These were my early teenage years. The "hi-top fade" was in fashion, modelled on the movie House Party. I couldn't risk my credibility being tarnished because of my mother's ineptitude with the clippers.
I don't have fully afro hair, nor do I have white hair so I was in a grey area. Did I go to a black barber, a white one or a non-ethnically affiliated one?
My brother and I experimented with Caribbean barbers but found them too brusque, spinning us round in the chair and jabbing away with the clippers. Eventually we settled on a Greek-Cypriot barber. We grew up in an area with a large Greek-Cypriot community. The owner, Chris, and his sons had curly hair; it seemed to make sense.

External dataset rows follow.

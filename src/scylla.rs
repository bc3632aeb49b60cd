//! Concrete [`CqlDriver`] over a `scylla::Session`.
//!
//! Owns the two conversions at the driver boundary: `RowValues` to
//! `CqlValue` for positional binding, and result rows back into the crate's
//! [`ResultSet`]. Connection management, request multiplexing, and retries
//! all live inside the scylla crate.

use std::sync::Arc;

use async_trait::async_trait;
use scylla::batch::Batch;
use scylla::frame::response::result::CqlValue;
use scylla::frame::value::{Counter, CqlTimestamp};
use scylla::query::Query;
use scylla::statement::Consistency as DriverConsistency;
use scylla::transport::errors::QueryError;
use scylla::{QueryResult, Session, SessionBuilder};
use tracing::{debug, info};
use uuid::Uuid;

use crate::config::ClientConfig;
use crate::driver::CqlDriver;
use crate::error::CqlMiddlewareDbError;
use crate::query::{QueryAndParams, QueryOptions};
use crate::results::ResultSet;
use crate::types::{Consistency, RowValues};

/// One session handle, shared by every operation issued through the facade.
pub struct ScyllaDriver {
    session: Session,
}

impl ScyllaDriver {
    /// Build a session from the config: contact points, optional keyspace,
    /// optional credentials.
    ///
    /// # Errors
    ///
    /// `ConfigError` when no contact points are given; otherwise forwards
    /// the driver's session-establishment error.
    pub async fn connect(config: &ClientConfig) -> Result<Self, CqlMiddlewareDbError> {
        if config.contact_points.is_empty() {
            return Err(CqlMiddlewareDbError::ConfigError(
                "at least one contact point is required".to_string(),
            ));
        }

        let nodes = config.node_addresses();
        info!(?nodes, keyspace = ?config.keyspace, "connecting to cluster");

        let mut builder = SessionBuilder::new().known_nodes(&nodes);

        if let Some(keyspace) = &config.keyspace {
            builder = builder.use_keyspace(keyspace.as_str(), false);
        }

        if let (Some(username), Some(password)) = (&config.username, &config.password) {
            builder = builder.user(username.as_str(), password.as_str());
        }

        let session = builder.build().await?;
        info!("session established");

        Ok(Self { session })
    }

    async fn run(
        &self,
        query: &str,
        values: Vec<Option<CqlValue>>,
        options: &QueryOptions,
    ) -> Result<QueryResult, QueryError> {
        if options.prepare {
            let mut prepared = self.session.prepare(query).await?;
            if let Some(consistency) = options.consistency {
                prepared.set_consistency(map_consistency(consistency));
            }
            self.session.execute_unpaged(&prepared, values).await
        } else {
            let mut statement = Query::new(query);
            if let Some(consistency) = options.consistency {
                statement.set_consistency(map_consistency(consistency));
            }
            self.session.query_unpaged(statement, values).await
        }
    }
}

#[async_trait]
impl CqlDriver for ScyllaDriver {
    async fn execute(
        &self,
        query: &str,
        params: &[RowValues],
        options: &QueryOptions,
    ) -> Result<ResultSet, CqlMiddlewareDbError> {
        debug!(%query, params = params.len(), "execute");
        let values: Vec<Option<CqlValue>> = params.iter().map(to_cql_value).collect();
        let result = self.run(query, values, options).await?;
        Ok(build_result_set(result))
    }

    async fn batch(
        &self,
        statements: &[QueryAndParams],
        options: &QueryOptions,
    ) -> Result<(), CqlMiddlewareDbError> {
        debug!(count = statements.len(), "batch");

        let mut batch = Batch::default();
        for statement in statements {
            batch.append_statement(Query::new(statement.query.clone()));
        }
        if let Some(consistency) = options.consistency {
            batch.set_consistency(map_consistency(consistency));
        }

        let batch = if options.prepare {
            self.session.prepare_batch(&batch).await?
        } else {
            batch
        };

        let values: Vec<Vec<Option<CqlValue>>> = statements
            .iter()
            .map(|s| s.params.iter().map(to_cql_value).collect())
            .collect();

        self.session.batch(&batch, values).await?;
        Ok(())
    }
}

fn map_consistency(consistency: Consistency) -> DriverConsistency {
    match consistency {
        Consistency::Any => DriverConsistency::Any,
        Consistency::One => DriverConsistency::One,
        Consistency::Two => DriverConsistency::Two,
        Consistency::Three => DriverConsistency::Three,
        Consistency::Quorum => DriverConsistency::Quorum,
        Consistency::All => DriverConsistency::All,
        Consistency::LocalQuorum => DriverConsistency::LocalQuorum,
        Consistency::EachQuorum => DriverConsistency::EachQuorum,
        Consistency::LocalOne => DriverConsistency::LocalOne,
    }
}

/// Convert a value for positional binding. `Null` becomes `None`, which the
/// driver serializes as a CQL null.
fn to_cql_value(value: &RowValues) -> Option<CqlValue> {
    match value {
        RowValues::Int(i) => Some(CqlValue::BigInt(*i)),
        RowValues::Float(f) => Some(CqlValue::Double(*f)),
        RowValues::Text(s) => Some(CqlValue::Text(s.clone())),
        RowValues::Bool(b) => Some(CqlValue::Boolean(*b)),
        RowValues::Timestamp(dt) => Some(CqlValue::Timestamp(CqlTimestamp(
            dt.and_utc().timestamp_millis(),
        ))),
        RowValues::Uuid(u) => Some(CqlValue::Uuid(*u)),
        RowValues::Null => None,
        RowValues::Json(v) => Some(CqlValue::Text(v.to_string())),
        RowValues::List(items) => Some(CqlValue::List(
            items.iter().map(to_cql_nested).collect(),
        )),
        RowValues::Map(entries) => Some(CqlValue::Map(
            entries
                .iter()
                .map(|(k, v)| (to_cql_nested(k), to_cql_nested(v)))
                .collect(),
        )),
        RowValues::Blob(bytes) => Some(CqlValue::Blob(bytes.clone())),
    }
}

// Collections cannot hold a top-level None; nested nulls map to Empty.
fn to_cql_nested(value: &RowValues) -> CqlValue {
    to_cql_value(value).unwrap_or(CqlValue::Empty)
}

/// Extracts a `RowValues` from a driver cell.
fn from_cql_value(value: Option<&CqlValue>) -> RowValues {
    let Some(value) = value else {
        return RowValues::Null;
    };

    match value {
        CqlValue::TinyInt(i) => RowValues::Int(i64::from(*i)),
        CqlValue::SmallInt(i) => RowValues::Int(i64::from(*i)),
        CqlValue::Int(i) => RowValues::Int(i64::from(*i)),
        CqlValue::BigInt(i) => RowValues::Int(*i),
        CqlValue::Counter(Counter(i)) => RowValues::Int(*i),
        CqlValue::Float(f) => RowValues::Float(f64::from(*f)),
        CqlValue::Double(f) => RowValues::Float(*f),
        CqlValue::Text(s) => RowValues::Text(s.clone()),
        CqlValue::Ascii(s) => RowValues::Text(s.clone()),
        CqlValue::Boolean(b) => RowValues::Bool(*b),
        CqlValue::Timestamp(CqlTimestamp(millis)) => chrono::DateTime::from_timestamp_millis(
            *millis,
        )
        .map_or(RowValues::Null, |dt| RowValues::Timestamp(dt.naive_utc())),
        CqlValue::Uuid(u) => RowValues::Uuid(*u),
        CqlValue::Timeuuid(t) => RowValues::Uuid(Uuid::from(*t)),
        CqlValue::Blob(bytes) => RowValues::Blob(bytes.clone()),
        CqlValue::List(items) | CqlValue::Set(items) => {
            RowValues::List(items.iter().map(|v| from_cql_value(Some(v))).collect())
        }
        CqlValue::Map(entries) => RowValues::Map(
            entries
                .iter()
                .map(|(k, v)| (from_cql_value(Some(k)), from_cql_value(Some(v))))
                .collect(),
        ),
        CqlValue::Empty => RowValues::Null,
        // dates, decimals, durations, inets, UDTs, tuples: no dedicated
        // variant, keep a readable rendering
        other => RowValues::Text(format!("{other:?}")),
    }
}

/// Build a [`ResultSet`] from the driver's raw result. Writes produce no
/// rows and come back as an empty set.
fn build_result_set(result: QueryResult) -> ResultSet {
    let column_names: Vec<String> = result
        .col_specs()
        .iter()
        .map(|spec| spec.name.clone())
        .collect();

    let rows = result.rows.unwrap_or_default();

    let mut result_set = ResultSet::with_capacity(rows.len());
    result_set.set_column_names(Arc::new(column_names));

    for row in rows {
        let values: Vec<RowValues> = row
            .columns
            .iter()
            .map(|cell| from_cql_value(cell.as_ref()))
            .collect();
        result_set.add_row_values(values);
    }

    result_set
}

Chris's became our go-to barber for years. He was polite, courteous, good with the scissors and only mildly racist. In such a multicultural area he had a plethora of targets, but he'd look carefully around the shop before launching into a cheerful tirade.

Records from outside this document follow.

use std::sync::Arc;

use tracing::debug;

use crate::builder::{build_insert_params, build_update_params};
use crate::config::ClientConfig;
use crate::driver::CqlDriver;
use crate::error::CqlMiddlewareDbError;
use crate::query::{QueryAndParams, QueryOptions};
use crate::results::{CqlRow, ResultSet};
use crate::scylla::ScyllaDriver;
use crate::types::{KeyValue, Record, RowValues};

/// Marker returned by a successful [`CqlClient::batch`], regardless of the
/// driver's native acknowledgment payload.
#[derive(Debug, Clone, Copy, PartialEq, Eq)]
pub enum BatchOutcome {
    Success,
}

impl BatchOutcome {
    #[must_use]
    pub fn as_str(&self) -> &'static str {
        match self {
            BatchOutcome::Success => "Success",
        }
    }
}

/// Record-oriented convenience facade over one CQL driver handle.
///
/// The client is ready as soon as construction returns; the driver owns
/// connection management, so operations issued immediately are queued by it.
/// Clone is cheap (the handle is shared).
///
/// ```rust,no_run
/// use cql_middleware::prelude::*;
///
/// # async fn demo() -> Result<(), CqlMiddlewareDbError> {
/// let client = CqlClient::connect(
///     ClientConfig::default().with_keyspace("metrics"),
/// )
/// .await?;
///
/// let record = Record::new()
///     .set("id", RowValues::Int(1))
///     .set("name", RowValues::Text("alice".into()));
/// client.insert("users", &record).await?;
/// # Ok(())
/// # }
/// ```
#[derive(Clone)]
pub struct CqlClient {
    driver: Arc<dyn CqlDriver>,
}

impl CqlClient {
    /// Connect to the cluster described by `config` and wrap the session.
    ///
    /// # Errors
    ///
    /// Returns `ConfigError` for an empty contact-point list and forwards
    /// any session-establishment error from the driver.
    pub async fn connect(config: ClientConfig) -> Result<Self, CqlMiddlewareDbError> {
        let driver = ScyllaDriver::connect(&config).await?;
        Ok(Self::with_driver(Arc::new(driver)))
    }

    /// Wrap an already-constructed driver. Tests use this to substitute a
    /// recording mock for the real session.
    #[must_use]
    pub fn with_driver(driver: Arc<dyn CqlDriver>) -> Self {
        Self { driver }
    }

    /// Insert one record into `table`, executed prepared.
    ///
    /// # Errors
    ///
    /// `InvalidArgument` for an empty record; driver errors are forwarded
    /// unmodified.
    pub async fn insert(
        &self,
        table: &str,
        record: &Record,
    ) -> Result<(), CqlMiddlewareDbError> {
        let insert = build_insert_params(record)?;
        let query = format!(
            "INSERT INTO {table} {} VALUES ({})",
            insert.column_list, insert.placeholder_list
        );
        debug!(%table, %query, "insert");

        self.driver
            .execute(&query, &insert.values, &QueryOptions::default())
            .await?;
        Ok(())
    }

    /// Update the row of `table` whose `key.key` column equals `key.value`,
    /// setting every column in `record`.
    ///
    /// # Errors
    ///
    /// `InvalidArgument` for an empty record; driver errors are forwarded
    /// unmodified.
    pub async fn update(
        &self,
        table: &str,
        key: &KeyValue,
        record: &Record,
    ) -> Result<(), CqlMiddlewareDbError> {
        let update = build_update_params(record, &key.value)?;
        let query = format!(
            "UPDATE {table} SET {} WHERE {} = ?",
            update.set_clause, key.key
        );
        debug!(%table, %query, "update");

        self.driver
            .execute(&query, &update.values, &QueryOptions::default())
            .await?;
        Ok(())
    }

    /// Look up a single row by key. `columns` of `None` projects all columns
    /// (`*`); `Some` projects exactly the named columns, in order.
    ///
    /// If the driver returns more than one row, only the FIRST is kept and
    /// the rest are silently discarded; the lookup key should be effectively
    /// unique for this call to be meaningful.
    ///
    /// # Errors
    ///
    /// `InvalidArgument` for an empty column list, `NotFound` when the query
    /// succeeds but matches zero rows, and driver errors forwarded unmodified.
    pub async fn find_by_id(
        &self,
        table: &str,
        key: &KeyValue,
        columns: Option<&[&str]>,
    ) -> Result<CqlRow, CqlMiddlewareDbError> {
        let projection = match columns {
            None => "*".to_string(),
            Some([]) => {
                return Err(CqlMiddlewareDbError::InvalidArgument(
                    "find_by_id requires at least one projected column".to_string(),
                ));
            }
            Some(cols) => cols.join(", "),
        };

        let query = format!("SELECT {projection} FROM {table} WHERE {} = ?", key.key);
        debug!(%table, %query, "find_by_id");

        let result = self
            .driver
            .execute(&query, std::slice::from_ref(&key.value), &QueryOptions::default())
            .await?;

        result
            .into_first_row()
            .ok_or_else(|| CqlMiddlewareDbError::NotFound {
                table: table.to_string(),
                key: key.key.clone(),
            })
    }

    /// Run caller-supplied query text with bound values, prepared. Zero rows
    /// is a normal, successful result (`row_count() == 0`), never `NotFound`.
    ///
    /// # Errors
    ///
    /// Driver errors are forwarded unmodified.
    pub async fn find(
        &self,
        query: &str,
        params: &[RowValues],
    ) -> Result<ResultSet, CqlMiddlewareDbError> {
        debug!(%query, "find");
        self.driver
            .execute(query, params, &QueryOptions::default())
            .await
    }

    /// Escape hatch: run arbitrary query text with caller-controlled
    /// execution options (prepare flag, consistency). The driver's result is
    /// forwarded with no normalization; use this for DDL or statements the
    /// facade does not model.
    ///
    /// # Errors
    ///
    /// Driver errors are forwarded unmodified.
    pub async fn query(
        &self,
        query: &str,
        params: &[RowValues],
        options: QueryOptions,
    ) -> Result<ResultSet, CqlMiddlewareDbError> {
        debug!(%query, ?options, "query");
        self.driver.execute(query, params, &options).await
    }

    /// Execute the statements atomically as a prepared CQL batch.
    ///
    /// # Errors
    ///
    /// Driver errors are forwarded unmodified.
    pub async fn batch(
        &self,
        statements: &[QueryAndParams],
    ) -> Result<BatchOutcome, CqlMiddlewareDbError> {
        debug!(count = statements.len(), "batch");
        self.driver
            .batch(statements, &QueryOptions::default())
            .await?;
        Ok(BatchOutcome::Success)
    }
}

"These bloody Albanians!" he'd say, peering into the mirror, scanning the waiting area. "These bloody Turks/Muslims/Poles..." The ethnicity was interchangeable. I'm sure when I wasn't in there it was "these bloody blacks!"
It was just his way of making small talk. Casual racists lack imagination and xenophobia is an easy substitute for meaningful conversation.
We outgrew Chris's after a while. Casual racism becomes tiresome when your protests fall on deaf ears. I drifted through a series of meaningless relationships with barbers–my criteria were: (a) was it cheap? (b) could I park outside? (c) will the barber do exactly as I instruct?
Perhaps I was too demanding in these relationships. They would start off with that exciting thrill of the unknown, blossom into camaraderie but then something would happen. Maybe a stray hair left uncut or an overly savage skinhead cut. Things would turn tense, cold. I would make my excuses and look for somewhere else. With barbers it's best to make a clean break; you can't be seeing another barber on the side. They know. They always know.
Eventually I found Kenny's. I was scared at first. The dancehall and reggae booming out on a Saturday afternoon was intimidating. The chip shop next door appeared threatened by their proximity. It was a hub for stoned locals who appeared from their council estates via the betting office. It was a hub for Chinese "pirate" DVD vendors plying their trade.
It was staffed by a Jamaican from Portland with thick, long dreads and a Swedish wife, a British-born Trinidadian with a passion for fried food and a mad tattooed St Lucian who was only 21 but had fathered three children with three different women.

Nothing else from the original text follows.